Débat télévisé : Le ton a monté entre les deux candidats

Le premier débat télévisé du second tour de l’élection présidentielle a été organisé hier. Un débat qui s’est déroulé sous le signe du « fair-play » et du respect mutuel, comme en témoigne l’accolade entre les deux personnalités avant le début de l’émission, mais cette « bonne volonté » n’a pourtant pas empêché les deux candidats de se renvoyer les responsabilités à propos notamment de la pauvreté qui frappe 9/10 des Malgaches. Par moment, le ton a monté et les animateurs n’ont pas parvenu à contrôler l’« état d’âme » des deux candidats qui se sont laissés porter par l’émotion, des fois, il était difficile de recentrer le débat. Au début de l’émission, le candidat Jean Louis Robinson a dénoncé le ministre de la Communication qui, selon ses dires, est un « spécialiste du sabotage » en faisant référence à son micro qui était très faible. Il convient de noter pourtant que l’émission a été organisée sous la supervision de la CENI-T.

Echec. Apparemment, les deux candidats ont deux positions différentes à propos notamment des problèmes quotidiens du délestage qui frappent plusieurs régions de la Grande île, le secteur Tourisme, les problèmes de développement dans le monde rural et la hausse sans-cesse du prix des carburants.

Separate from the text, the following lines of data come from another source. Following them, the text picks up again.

use std::ops::Index;

use noisy_float::prelude::*;
use particle_id::ParticleID;

use crate::four_vector::FourVector;

/// Event weights
///
/// The first entry is the central weight, followed by the named
/// weights requested when parsing, in the order they were requested.
#[derive(Clone, Debug, Default, PartialEq, Eq, PartialOrd, Ord)]
pub struct Weights(Vec<N64>);

impl Weights {
    /// The central weight
    pub fn central(&self) -> N64 {
        self.0.first().copied().unwrap_or_default()
    }

    /// The named weight with the given position in the list of
    /// requested weight names
    pub fn named(&self, idx: usize) -> Option<N64> {
        self.0.get(idx + 1).copied()
    }

    /// Number of weights, including the central weight
    pub fn len(&self) -> usize {
        self.0.len()
    }

    /// Whether there are no weights at all
    pub fn is_empty(&self) -> bool {
        self.0.is_empty()
    }

    pub fn iter(&self) -> impl Iterator<Item = &N64> {
        self.0.iter()
    }
}

impl Index<usize> for Weights {
    type Output = N64;

    fn index(&self, idx: usize) -> &Self::Output {
        &self.0[idx]
    }
}

impl From<Vec<N64>> for Weights {
    fn from(w: Vec<N64>) -> Self {
        Self(w)
    }
}

/// Builder for [Event]
#[derive(Clone, Debug, Default)]
pub struct EventBuilder {
    weights: Vec<N64>,
    outgoing_by_pid: Vec<(ParticleID, FourVector)>,
}

impl EventBuilder {
    pub fn new() -> Self {
        Self::default()
    }

    pub fn with_capacity(cap: usize) -> Self {
        Self {
            weights: Vec::new(),
            outgoing_by_pid: Vec::with_capacity(cap),
        }
    }

    pub fn add_outgoing(&mut self, pid: ParticleID, p: FourVector) -> &mut Self {
        self.outgoing_by_pid.push((pid, p));
        self
    }

    /// Add a weight. The first added weight is the central one.
    pub fn add_weight(&mut self, weight: N64) -> &mut Self {
        self.weights.push(weight);
        self
    }

    /// Multiply all momenta by the given factor
    pub fn rescale_energies(&mut self, factor: N64) -> &mut Self {
        for (_, p) in &mut self.outgoing_by_pid {
            *p *= factor;
        }
        self
    }

    pub fn build(self) -> Event {
        Event {
            weights: Weights(self.weights),
            outgoing_by_pid: compress_outgoing(self.outgoing_by_pid),
        }
    }
}

impl From<EventBuilder> for Event {
    fn from(b: EventBuilder) -> Self {
        b.build()
    }
}

fn compress_outgoing(
    mut out: Vec<(ParticleID, FourVector)>,
) -> Vec<(ParticleID, Box<[FourVector]>)> {
    out.sort_unstable_by(|a, b| b.cmp(a));
    let mut outgoing_by_pid: Vec<(ParticleID, Vec<_>)> = Vec::new();
    for (id, p) in out {
        match outgoing_by_pid.last_mut() {
            Some((pid, v)) if *pid == id => v.push(p),
            _ => outgoing_by_pid.push((id, vec![p])),
        }
    }
    outgoing_by_pid
        .into_iter()
        .map(|(id, p)| (id, p.into_boxed_slice()))
        .collect()
}

/// A scattering event: weights and outgoing particles
///
/// Outgoing particles are grouped by particle id, in descending order.
#[derive(Clone, Debug, Default, PartialEq, Eq)]
pub struct Event {
    pub weights: Weights,
    outgoing_by_pid: Vec<(ParticleID, Box<[FourVector]>)>,
}

impl Event {
    pub fn new() -> Self {
        Self::default()
    }

    pub fn outgoing(&self) -> &[(ParticleID, Box<[FourVector]>)] {
        self.outgoing_by_pid.as_slice()
    }

    pub fn outgoing_with_pid(&self, pid: ParticleID) -> &[FourVector] {
        self.outgoing_by_pid
            .binary_search_by(|probe| pid.cmp(&probe.0))
            .map(|idx| &*self.outgoing_by_pid[idx].1)
            .unwrap_or_default()
    }
}

#[cfg(test)]
mod tests {
    use super::*;
    use particle_id::sm_elementary_particles::{electron, gluon, photon};

    #[test]
    fn grouped_by_pid() {
        let mut ev = EventBuilder::new();
        ev.add_weight(n64(2.))
            .add_outgoing(gluon, [1., 0., 1., 0.].into())
            .add_outgoing(electron, [2., 2., 0., 0.].into())
            .add_outgoing(gluon, [3., 0., 0., 3.].into());
        let ev = ev.build();
        assert_eq!(ev.weights.central(), n64(2.));
        assert_eq!(ev.weights.named(0), None);
        assert_eq!(ev.outgoing().len(), 2);
        assert_eq!(ev.outgoing_with_pid(gluon).len(), 2);
        assert_eq!(ev.outgoing_with_pid(electron).len(), 1);
        assert!(ev.outgoing_with_pid(photon).is_empty());
    }
}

Le candidat de la mouvance Ravalomanana, Jean Louis Robinson a profité de ce face-à-face pour pointer du doigt l’échec du régime transitoire et particulièrement de Hery Rajaonarimampianina qui était à la tête du Ministère des Finances et du Budget pendant 4 ans. Il a insisté sur le fait que « le peuple malgache a besoin de nouveaux dirigeants capable d’apporter le changement ». « Les Malgaches réclament un Docteur pour remédier les maux sociaux qui occupent leur quotidien », a-t-il soutenu. Jean Louis Robinson qui a ouvert son intervention en lançant un appel à la solidarité, au rassemblement et au respect du « Fihavanana » à l’endroit de tous les Malgaches. Et ce, afin de rétablir la confiance entre gouvernants et gouvernés. En effet, le représentant du parti « Avana » entend prioriser la lutte contre la sous-alimentation et la restauration des cantines scolaires durant ses trois premiers mois de pouvoir.

Impunité. Pour sa part, le porte-fanion du « Hery Vaovao ho an’i Madagasikara » a soutenu qu’il souhaite tirer un trait sur l’échec des différents régimes. Selon ses dires, ces derniers partagent les responsabilités à propos de cet échec. « Il est désormais temps de se concentrer sur les actions au développement », a-t-il martelé. Et de rappeler cependant que les financements extérieurs ont été coupés depuis 2008 mais non pas durant la période transitoire. Hery Rajaonjarimampianina entend prioriser la mise en place d’un Etat de droit et l’instauration d’une Juridiction spéciale pour juger les dirigeants fautifs. Pour lui, « il ne devrait plus y avoir d’impunité ». Le candidat « numéro 3 » opte en effet pour un développement participatif où tout citoyen doit contribuer au développement. Il insiste également sur la nécessité de la libéralisation dans le secteur privé afin de mettre fin au monopole dans les investissements. Ce premier débat télévisé axé sur l’économie, le social et la sécurité était une occasion pour le candidat Jean Louis Robinson d’annoncer qu’il prévoit de mettre en place un Ministère de l’Opposition et un Secrétariat d’Etat chargé du Secteur privé pour défendre l’Industrie malgache. Durant le volet sécurité, il a dénoncé la corruption au niveau des différents concours administratifs. Il a cité comme exemple le cas de l’Ecole de la Magistrature où selon lui, « on doit payer 200 millions de Fmg pour y être admis ». A noter que le 2è débat sera focalisé sur la Diplomatie et le 3è qui aura lieu le 18 décembre prochain sera un débat strictement politique.